Aurum. Laila Michetti, "vi racconto la vita di mio padre Vicentino"

 Le opere donate da Vicentino Michetti al Comune saranno esposte all’Aurum. Sindaco e Blasioli: “Dedicata a lui la Sala Barbella. Una vicenda che trova un lieto fine per l’Ente, la città e l’artista”

“Sì della Giunta alla delibera con cui si adempie all’obbligo della donazione modale delle opere di Vicentino Michetti. Una soluzione gradita alle figlie ed eredi di Vicentino Michetti e all’Amministrazione Comunale che così aprirà al pubblico pescarese e non solo la possibilità di visionare le opere di Michetti, artista geniale anche per molte idee che hanno precorso il presente di questa città – dice il sindaco Marco Alessandrini - Lo farà approvando il progetto che porterà l’esposizione in modo permanente all’Aurum di Pescara, nella ex sala Barbella. La progettazione prevede infatti la sistemazione delle opere all’Aurum, nella sala che prenderà il nome di Sala Vicentino Michetti e conterrà la esposizione permanente oltre che nella parte esterna alla sala stessa”.

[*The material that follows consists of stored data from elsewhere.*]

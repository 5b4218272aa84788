//! Application configuration.
//!
//! Artifact/dataset paths and the rule thresholds are external
//! configuration, never hard-coded. A missing config file yields the
//! documented defaults; a present-but-invalid file is an error rather than
//! a silent fallback.

use std::fs;
use std::path::{Path, PathBuf};

use serde::{Deserialize, Serialize};

use crate::domain::{EmergencyThresholds, StatusThresholds};

/// Environment variable overriding the config file location.
pub const CONFIG_PATH_ENV: &str = "CARDIOGRAPH_CONFIG";

/// Default config file, resolved relative to the working directory.
pub const DEFAULT_CONFIG_PATH: &str = "cardiograph.toml";

/// Configuration error.
#[derive(Debug, thiserror::Error)]
pub enum ConfigError {
    #[error("cannot read config file: {0}")]
    Read(#[from] std::io::Error),

    #[error("cannot parse config file: {0}")]
    Parse(#[from] toml::de::Error),
}

/// Model artifact and training dataset locations.
#[derive(Debug, Clone, Serialize, Deserialize)]
#[serde(default)]
pub struct ModelConfig {
    /// Persisted artifact; created after the first training run
    pub artifact_path: PathBuf,
    /// Labeled training dataset, used only when no artifact exists
    pub dataset_path: PathBuf,
}

impl Default for ModelConfig {
    fn default() -> Self {
        Self {
            artifact_path: PathBuf::from("heart_model.json"),
            dataset_path: PathBuf::from("train.csv"),
        }
    }
}

/// Advice selection settings.
#[derive(Debug, Clone, Serialize, Deserialize)]
#[serde(default)]
pub struct AdviceConfig {
    /// Number of general tips sampled per non-emergency result
    pub tips_per_result: usize,
    /// Fixed RNG seed for reproducible runs; unset means OS entropy
    pub seed: Option<u64>,
}

impl Default for AdviceConfig {
    fn default() -> Self {
        Self {
            tips_per_result: 3,
            seed: None,
        }
    }
}

/// Top-level configuration.
#[derive(Debug, Clone, Default, Serialize, Deserialize)]
#[serde(default)]
pub struct AppConfig {
    pub model: ModelConfig,
    pub thresholds: StatusThresholds,
    pub emergency: EmergencyThresholds,
    pub advice: AdviceConfig,
}

impl AppConfig {
    /// Load configuration from a TOML file, falling back to defaults when
    /// the file does not exist.
    ///
    /// # Errors
    /// Returns [`ConfigError`] if the file exists but cannot be read or
    /// parsed.
    pub fn load(path: &Path) -> Result<Self, ConfigError> {
        if !path.exists() {
            tracing::debug!(path = %path.display(), "no config file, using defaults");
            return Ok(Self::default());
        }
        let contents = fs::read_to_string(path)?;
        Ok(toml::from_str(&contents)?)
    }

    /// Resolve the config file path from the environment.
    #[must_use]
    pub fn path_from_env() -> PathBuf {
        std::env::var(CONFIG_PATH_ENV)
            .map(PathBuf::from)
            .unwrap_or_else(|_| PathBuf::from(DEFAULT_CONFIG_PATH))
    }
}
//! Assessment result types.
//!
//! Represents the structured output of the risk inference pipeline: a
//! numeric risk score, a categorical status, an emergency flag, advisory
//! messages, and per-vital level labels.

use serde::{Deserialize, Serialize};

/// Categorical risk status for one assessment.
#[derive(Debug, Clone, Copy, PartialEq, Eq, Serialize, Deserialize)]
#[serde(rename_all = "UPPERCASE")]
pub enum RiskStatus {
    /// Risk score at or below the moderate cut point
    Healthy,
    /// Risk score above the moderate cut point
    Moderate,
    /// Risk score above the high cut point
    High,
    /// Forced by the emergency override, independent of the risk score
    Emergency,
}

impl RiskStatus {
    /// Presentation hint for the front end; fixed status-to-hex mapping.
    #[must_use]
    pub fn color(&self) -> &'static str {
        match self {
            Self::Healthy => "#00b894",
            Self::Moderate => "#ffa502",
            Self::High => "#e17055",
            Self::Emergency => "#d63031",
        }
    }

    /// The headline message shown for this status.
    #[must_use]
    pub fn message(&self) -> &'static str {
        match self {
            Self::Healthy => {
                "Great job! Your heart vitals look good. Keep your healthy habits."
            }
            Self::Moderate => "CAUTION: Monitor your heart health closely.",
            Self::High => {
                "Your heart needs more care. Talk to a doctor about these numbers."
            }
            Self::Emergency => {
                "CRITICAL: Your vitals are at a dangerous level. Please seek medical help immediately."
            }
        }
    }
}

impl std::fmt::Display for RiskStatus {
    fn fmt(&self, f: &mut std::fmt::Formatter<'_>) -> std::fmt::Result {
        match self {
            Self::Healthy => write!(f, "HEALTHY"),
            Self::Moderate => write!(f, "MODERATE"),
            Self::High => write!(f, "HIGH"),
            Self::Emergency => write!(f, "EMERGENCY"),
        }
    }
}

/// Categorical label for a single raw vital, derived from fixed thresholds.
///
/// Reported alongside the overall status, never instead of it.
#[derive(Debug, Clone, Copy, PartialEq, Eq, Serialize, Deserialize)]
pub enum VitalLevel {
    Low,
    Normal,
    High,
}

impl std::fmt::Display for VitalLevel {
    fn fmt(&self, f: &mut std::fmt::Formatter<'_>) -> std::fmt::Result {
        match self {
            Self::Low => write!(f, "Low"),
            Self::Normal => write!(f, "Normal"),
            Self::High => write!(f, "High"),
        }
    }
}

/// One measured vital with its level label.
#[derive(Debug, Clone, Copy, PartialEq, Serialize, Deserialize)]
pub struct VitalReading {
    pub value: f64,
    pub level: VitalLevel,
}

impl VitalReading {
    #[must_use]
    pub fn new(value: f64, level: VitalLevel) -> Self {
        Self { value, level }
    }
}

impl std::fmt::Display for VitalReading {
    fn fmt(&self, f: &mut std::fmt::Formatter<'_>) -> std::fmt::Result {
        write!(f, "{} ({})", self.value, self.level)
    }
}

/// Per-vital level labels, always computed independently of the status.
#[derive(Debug, Clone, Copy, PartialEq, Serialize, Deserialize)]
pub struct VitalsSummary {
    pub blood_pressure: VitalReading,
    pub max_heart_rate: VitalReading,
    pub cholesterol: VitalReading,
}

/// Where the numeric risk score came from.
#[derive(Debug, Clone, Copy, PartialEq, Eq, Serialize, Deserialize)]
#[serde(rename_all = "snake_case")]
pub enum RiskSource {
    /// Probability produced by the trained classifier
    Model,
    /// Deterministic linear estimate; a last-resort value used only when no
    /// trained model is available, not a statistically fit model
    Fallback,
}

/// Complete structured assessment returned to the caller.
///
/// Created per request and not retained by the core; persistence, if any,
/// is an external collaborator's job.
#[derive(Debug, Clone, Serialize, Deserialize)]
pub struct RiskAssessment {
    /// Risk score in percent, one decimal, always within [2, 98]
    pub risk_percent: f64,

    /// Categorical status
    pub status: RiskStatus,

    /// Presentation hint derived one-to-one from `status`
    pub color: String,

    /// True iff the emergency override fired; implies `status == Emergency`
    pub is_emergency: bool,

    /// Whether the score is model-derived or the linear fallback
    pub risk_source: RiskSource,

    /// Status message followed by deterministic contributing-factor notes
    pub messages: Vec<String>,

    /// Advisory tips selected for this status
    pub advice: Vec<String>,

    /// Level labels for the measured vitals
    pub vitals: VitalsSummary,

    /// Time the assessment was produced
    pub timestamp: chrono::DateTime<chrono::Utc>,
}
//! Cardiograph: heart-disease risk assessment from six patient vitals.
//!
//! CLI entry point. Takes the vitals as `KEY=VALUE` arguments, runs the
//! inference pipeline, and prints the structured assessment as JSON. This
//! is the process boundary a graphical front end talks to.

use std::sync::Arc;

use anyhow::{bail, Context, Result};
use tracing_subscriber::{layer::SubscriberExt, util::SubscriberInitExt, EnvFilter};

use cardiograph::domain::{AdviceGenerator, RuleEngine};
use cardiograph::{AppConfig, FileModelProvider, InferenceService};

const USAGE: &str = "usage: cardiograph Age=45 Sex=1 CP=2 Chol=239 BP=130 HR=150";

fn main() -> Result<()> {
    // Model resolution and assessment steps log through tracing; keep the
    // assessment JSON alone on stdout so callers can parse it.
    let (writer, _guard) = tracing_appender::non_blocking(std::io::stderr());
    tracing_subscriber::registry()
        .with(EnvFilter::try_from_default_env().unwrap_or_else(|_| EnvFilter::new("info")))
        .with(tracing_subscriber::fmt::layer().with_writer(writer))
        .init();

    let raw = parse_args(std::env::args().skip(1))?;

    let config_path = AppConfig::path_from_env();
    let config = AppConfig::load(&config_path)
        .with_context(|| format!("loading config from {}", config_path.display()))?;

    let provider = Arc::new(FileModelProvider::new(
        config.model.artifact_path.clone(),
        config.model.dataset_path.clone(),
    ));
    let rules = RuleEngine::new(config.thresholds, config.emergency);
    let advice = match config.advice.seed {
        Some(seed) => AdviceGenerator::with_seed(seed, config.advice.tips_per_result),
        None => AdviceGenerator::new(config.advice.tips_per_result),
    };

    let service = InferenceService::new(provider, rules, advice);
    let assessment = service.predict(&raw)?;

    println!("{}", serde_json::to_string_pretty(&assessment)?);
    Ok(())
}

/// Parse `KEY=VALUE` arguments into a raw input map. Values stay strings;
/// coercion is the validator's job.
fn parse_args(
    args: impl Iterator<Item = String>,
) -> Result<serde_json::Map<String, serde_json::Value>> {
    let mut raw = serde_json::Map::new();
    let mut seen_any = false;
    for arg in args {
        seen_any = true;
        let (key, value) = arg
            .split_once('=')
            .with_context(|| format!("argument '{arg}' is not KEY=VALUE\n{USAGE}"))?;
        raw.insert(
            key.trim().to_string(),
            serde_json::Value::String(value.trim().to_string()),
        );
    }
    if !seen_any {
        bail!("{USAGE}");
    }
    Ok(raw)
}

“E’ il miglior lieto fine che potessimo scrivere su questa vicenda, per la città, per la famiglia e per l’opera di Vicentino Michetti - Il Vicesindaco Antonio Blasioli - Nel 1995 l'artista pescarese donava al Comune di Pescara alcune opere perché fossero esposte in una sala a lui dedicata del costituendo Museo d’Arte Moderna, prese in consegna dall’Amministrazione dopo la stipula dell'atto di donazione, nell’ottobre 2001, ma mai collocate nel predetto spazio, nonostante l'espresso impegno assunto in tal senso col citato attoProprio per questo nel 2008 gli eredi dell’artista citavano in giudizio l’Amministrazione per il mancato adempimento dell’obbligo assunto di provvedere alla sistemazione unitaria delle opere oggetto della donazione, chiedendo il risarcimento dei danni."

"Nel 2011, nel corso del giudizio, si giungeva alla determinazione di definire in via bonaria ogni questione tra le parti, riconoscendosi la piena validità ed efficacia dell’atto di donazione e stabilendosi che tutte le opere donate da Vicentino Michetti nel 1995, oltre a 45 disegni ancora da consegnare ed al quadro ad olio denominato “I miei genitori”, venissero esposte in via permanente nella sala degli Alambicchi, da intitolarsi all’artista scomparso come “Sala Vicentino Michetti”, ed inoltre che le 37 sculture in terracotta, bronzo, marmo cera e gesso venissero collocate all’aperto, principalmente all’ingresso del complesso ma anche questa transazione non ha sortito gli esiti sperati. Da Presidente del Consiglio contattai più volte la figlia Laila da cui è nata anche un’amicizia a cui tengo particolarmente per cercare soluzioni e devo dire che gli eredi sospesero il contenzioso con il Comune. Con l’assessore Di Iacovo abbiamo incontrato Laila Michetti e so che questa soluzione è ben accetta agli eredi. Così ho lavorato per reperire la provvista economica necessaria all’allestimento. Due anni fa ho lavorato per lo spostamento della statua di Grazia Masciarelli detta “la marinara”, statua del 1958 al centro della sala consiliare. Prima era nascosta in un angolo e nessuno la notava. Il mio impegno non termina qui. Ho un’idea per Grazia e per omaggiare Vicentino Michetti. Dopo l’inaugurazione di questa sala espositiva ne riparlerò con Laila. Approvato il progetto in giunta nei prossimi giorni, partiremo subito con l’allestimento della sala. Vogliamo aprire il prima possibile alla città questa esposizione”.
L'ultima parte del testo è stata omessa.